**Task statement:** Your task is to find every line of the data that holds the string "cyan" and copy it.

**Records supplied:**
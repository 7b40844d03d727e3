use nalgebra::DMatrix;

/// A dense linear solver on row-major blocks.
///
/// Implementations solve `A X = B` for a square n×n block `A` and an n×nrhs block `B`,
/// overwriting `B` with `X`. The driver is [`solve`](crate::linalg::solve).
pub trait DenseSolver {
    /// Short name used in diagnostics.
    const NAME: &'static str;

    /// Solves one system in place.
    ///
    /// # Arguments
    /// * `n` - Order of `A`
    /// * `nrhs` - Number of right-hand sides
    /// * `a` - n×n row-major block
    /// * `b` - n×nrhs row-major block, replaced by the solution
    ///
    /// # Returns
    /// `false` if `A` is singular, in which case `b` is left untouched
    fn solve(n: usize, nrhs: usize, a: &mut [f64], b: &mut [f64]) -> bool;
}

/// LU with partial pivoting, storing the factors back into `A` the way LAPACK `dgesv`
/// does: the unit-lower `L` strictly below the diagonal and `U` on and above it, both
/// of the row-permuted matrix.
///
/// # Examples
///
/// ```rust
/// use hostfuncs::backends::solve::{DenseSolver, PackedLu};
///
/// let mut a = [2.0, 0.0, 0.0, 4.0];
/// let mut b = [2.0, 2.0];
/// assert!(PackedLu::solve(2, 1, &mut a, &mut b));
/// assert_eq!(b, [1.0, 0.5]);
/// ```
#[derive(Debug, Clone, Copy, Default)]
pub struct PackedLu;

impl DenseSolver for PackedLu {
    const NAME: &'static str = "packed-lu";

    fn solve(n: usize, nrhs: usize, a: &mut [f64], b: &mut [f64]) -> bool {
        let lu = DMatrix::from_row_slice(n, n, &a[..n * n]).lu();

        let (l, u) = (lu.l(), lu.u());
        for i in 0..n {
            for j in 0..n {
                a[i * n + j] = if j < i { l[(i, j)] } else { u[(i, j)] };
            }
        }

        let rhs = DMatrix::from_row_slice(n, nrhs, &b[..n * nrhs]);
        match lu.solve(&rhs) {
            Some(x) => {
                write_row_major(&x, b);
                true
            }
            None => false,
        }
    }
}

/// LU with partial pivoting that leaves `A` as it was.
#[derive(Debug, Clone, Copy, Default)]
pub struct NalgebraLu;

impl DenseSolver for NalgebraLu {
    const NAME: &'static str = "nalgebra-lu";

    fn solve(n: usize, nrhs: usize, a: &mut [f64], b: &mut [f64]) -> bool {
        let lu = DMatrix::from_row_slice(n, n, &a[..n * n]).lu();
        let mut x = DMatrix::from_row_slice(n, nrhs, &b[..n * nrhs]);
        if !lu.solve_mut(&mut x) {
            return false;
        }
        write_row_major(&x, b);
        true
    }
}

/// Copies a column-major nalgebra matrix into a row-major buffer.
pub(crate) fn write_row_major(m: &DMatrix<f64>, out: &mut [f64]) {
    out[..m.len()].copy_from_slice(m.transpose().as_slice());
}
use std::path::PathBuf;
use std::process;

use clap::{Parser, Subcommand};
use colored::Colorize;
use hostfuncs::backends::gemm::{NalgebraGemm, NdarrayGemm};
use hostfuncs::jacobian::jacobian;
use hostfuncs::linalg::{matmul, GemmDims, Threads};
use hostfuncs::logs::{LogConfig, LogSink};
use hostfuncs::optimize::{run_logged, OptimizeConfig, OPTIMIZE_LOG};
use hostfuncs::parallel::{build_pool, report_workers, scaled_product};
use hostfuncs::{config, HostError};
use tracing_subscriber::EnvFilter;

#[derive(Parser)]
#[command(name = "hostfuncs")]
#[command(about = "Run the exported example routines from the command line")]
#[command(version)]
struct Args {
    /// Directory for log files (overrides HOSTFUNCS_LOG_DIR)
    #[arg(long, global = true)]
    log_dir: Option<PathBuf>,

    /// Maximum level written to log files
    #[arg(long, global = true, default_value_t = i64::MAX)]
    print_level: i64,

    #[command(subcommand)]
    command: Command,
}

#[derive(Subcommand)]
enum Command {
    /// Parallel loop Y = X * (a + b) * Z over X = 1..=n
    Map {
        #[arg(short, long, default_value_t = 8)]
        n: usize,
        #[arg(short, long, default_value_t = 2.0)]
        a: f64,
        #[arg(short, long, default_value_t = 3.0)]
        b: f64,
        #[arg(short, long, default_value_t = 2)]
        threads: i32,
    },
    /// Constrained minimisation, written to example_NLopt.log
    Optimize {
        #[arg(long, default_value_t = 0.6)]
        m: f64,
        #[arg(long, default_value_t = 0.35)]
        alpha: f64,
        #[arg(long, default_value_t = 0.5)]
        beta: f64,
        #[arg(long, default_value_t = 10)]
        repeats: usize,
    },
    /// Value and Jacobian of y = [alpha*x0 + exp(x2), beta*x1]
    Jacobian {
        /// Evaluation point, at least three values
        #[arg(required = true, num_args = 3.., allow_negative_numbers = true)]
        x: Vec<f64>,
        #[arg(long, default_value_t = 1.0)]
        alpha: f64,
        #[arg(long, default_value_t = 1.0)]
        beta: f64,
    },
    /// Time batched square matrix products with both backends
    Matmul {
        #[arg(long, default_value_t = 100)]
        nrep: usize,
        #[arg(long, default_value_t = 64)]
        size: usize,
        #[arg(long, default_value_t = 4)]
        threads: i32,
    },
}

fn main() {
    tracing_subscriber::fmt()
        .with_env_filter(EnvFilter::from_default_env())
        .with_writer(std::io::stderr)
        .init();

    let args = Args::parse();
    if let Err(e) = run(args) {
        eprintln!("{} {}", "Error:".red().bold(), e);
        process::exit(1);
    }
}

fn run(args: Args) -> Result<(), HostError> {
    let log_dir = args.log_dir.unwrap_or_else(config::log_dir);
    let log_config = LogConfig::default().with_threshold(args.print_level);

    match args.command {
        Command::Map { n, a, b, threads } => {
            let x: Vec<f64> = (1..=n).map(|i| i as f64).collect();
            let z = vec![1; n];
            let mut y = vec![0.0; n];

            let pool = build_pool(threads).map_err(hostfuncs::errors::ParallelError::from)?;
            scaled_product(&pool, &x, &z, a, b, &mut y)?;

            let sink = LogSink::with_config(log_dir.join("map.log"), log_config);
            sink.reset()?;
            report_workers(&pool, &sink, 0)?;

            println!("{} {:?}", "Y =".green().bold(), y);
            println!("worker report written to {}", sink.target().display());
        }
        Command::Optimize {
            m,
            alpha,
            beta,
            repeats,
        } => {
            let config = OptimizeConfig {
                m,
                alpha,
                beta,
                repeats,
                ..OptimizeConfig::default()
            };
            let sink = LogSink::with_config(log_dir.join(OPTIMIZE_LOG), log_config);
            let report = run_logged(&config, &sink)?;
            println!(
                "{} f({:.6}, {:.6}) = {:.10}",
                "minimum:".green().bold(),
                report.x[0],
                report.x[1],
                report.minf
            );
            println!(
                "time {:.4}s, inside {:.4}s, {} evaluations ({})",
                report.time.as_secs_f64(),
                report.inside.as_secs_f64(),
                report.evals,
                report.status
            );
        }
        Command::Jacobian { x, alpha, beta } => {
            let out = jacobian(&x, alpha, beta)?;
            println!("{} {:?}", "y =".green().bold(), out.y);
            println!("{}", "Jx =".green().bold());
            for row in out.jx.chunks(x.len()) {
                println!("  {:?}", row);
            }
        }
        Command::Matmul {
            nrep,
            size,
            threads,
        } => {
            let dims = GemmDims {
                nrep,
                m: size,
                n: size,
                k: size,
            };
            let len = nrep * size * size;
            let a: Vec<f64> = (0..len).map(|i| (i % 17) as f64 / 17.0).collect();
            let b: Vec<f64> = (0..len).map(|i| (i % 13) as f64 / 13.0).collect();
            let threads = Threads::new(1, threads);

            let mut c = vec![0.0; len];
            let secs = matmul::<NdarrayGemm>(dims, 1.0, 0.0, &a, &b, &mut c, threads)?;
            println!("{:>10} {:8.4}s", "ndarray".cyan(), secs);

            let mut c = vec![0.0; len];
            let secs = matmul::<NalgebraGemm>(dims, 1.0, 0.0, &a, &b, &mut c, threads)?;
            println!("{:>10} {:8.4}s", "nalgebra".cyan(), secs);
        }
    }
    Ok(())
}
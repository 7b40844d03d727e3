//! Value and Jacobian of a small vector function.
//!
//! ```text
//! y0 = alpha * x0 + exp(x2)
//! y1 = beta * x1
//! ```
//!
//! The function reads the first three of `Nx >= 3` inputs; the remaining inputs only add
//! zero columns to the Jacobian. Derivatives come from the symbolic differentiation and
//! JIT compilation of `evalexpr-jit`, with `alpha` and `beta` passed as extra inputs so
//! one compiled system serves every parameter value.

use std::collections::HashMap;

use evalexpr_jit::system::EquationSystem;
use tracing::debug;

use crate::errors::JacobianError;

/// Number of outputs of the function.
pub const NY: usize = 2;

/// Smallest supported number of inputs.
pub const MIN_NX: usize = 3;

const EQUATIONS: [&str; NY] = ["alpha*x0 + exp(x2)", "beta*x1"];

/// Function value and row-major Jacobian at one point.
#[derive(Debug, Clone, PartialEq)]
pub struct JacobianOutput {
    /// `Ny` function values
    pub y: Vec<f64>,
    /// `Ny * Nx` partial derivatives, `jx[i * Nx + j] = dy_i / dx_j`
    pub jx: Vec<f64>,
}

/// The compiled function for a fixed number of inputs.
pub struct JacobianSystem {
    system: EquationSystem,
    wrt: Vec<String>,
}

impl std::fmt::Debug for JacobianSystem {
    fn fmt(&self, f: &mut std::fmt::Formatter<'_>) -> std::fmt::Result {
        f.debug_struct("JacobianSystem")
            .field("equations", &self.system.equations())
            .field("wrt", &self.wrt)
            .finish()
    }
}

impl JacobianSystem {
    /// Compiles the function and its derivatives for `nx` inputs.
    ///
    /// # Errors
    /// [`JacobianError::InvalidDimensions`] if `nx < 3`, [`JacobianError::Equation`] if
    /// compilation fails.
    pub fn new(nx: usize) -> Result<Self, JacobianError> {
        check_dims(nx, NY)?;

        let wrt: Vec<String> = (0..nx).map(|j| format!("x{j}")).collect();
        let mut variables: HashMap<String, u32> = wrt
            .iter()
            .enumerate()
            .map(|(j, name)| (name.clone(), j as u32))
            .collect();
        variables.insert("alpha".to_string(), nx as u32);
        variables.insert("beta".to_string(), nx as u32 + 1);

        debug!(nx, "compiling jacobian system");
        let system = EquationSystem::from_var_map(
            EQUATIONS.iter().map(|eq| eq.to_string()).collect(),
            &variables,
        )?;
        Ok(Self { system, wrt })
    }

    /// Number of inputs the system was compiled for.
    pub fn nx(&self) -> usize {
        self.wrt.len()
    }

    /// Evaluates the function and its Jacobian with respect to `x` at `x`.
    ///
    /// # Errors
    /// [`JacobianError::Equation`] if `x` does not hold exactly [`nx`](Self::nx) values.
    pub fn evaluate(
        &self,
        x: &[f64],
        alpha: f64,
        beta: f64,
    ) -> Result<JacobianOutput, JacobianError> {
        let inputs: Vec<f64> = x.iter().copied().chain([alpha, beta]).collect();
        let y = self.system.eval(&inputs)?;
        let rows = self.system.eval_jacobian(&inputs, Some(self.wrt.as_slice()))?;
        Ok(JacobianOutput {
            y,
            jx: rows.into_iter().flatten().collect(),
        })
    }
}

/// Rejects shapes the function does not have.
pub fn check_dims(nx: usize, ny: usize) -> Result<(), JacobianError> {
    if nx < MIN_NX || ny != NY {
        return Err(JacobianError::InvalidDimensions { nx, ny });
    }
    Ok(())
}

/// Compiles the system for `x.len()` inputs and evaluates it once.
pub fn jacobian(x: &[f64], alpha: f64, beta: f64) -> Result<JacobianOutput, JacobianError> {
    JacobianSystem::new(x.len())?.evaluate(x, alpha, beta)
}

**Answer to the exercise:**
            println!("{:>10} {:8.4}s", "ndarray".cyan(), secs);
            println!("{:>10} {:8.4}s", "nalgebra".cyan(), secs);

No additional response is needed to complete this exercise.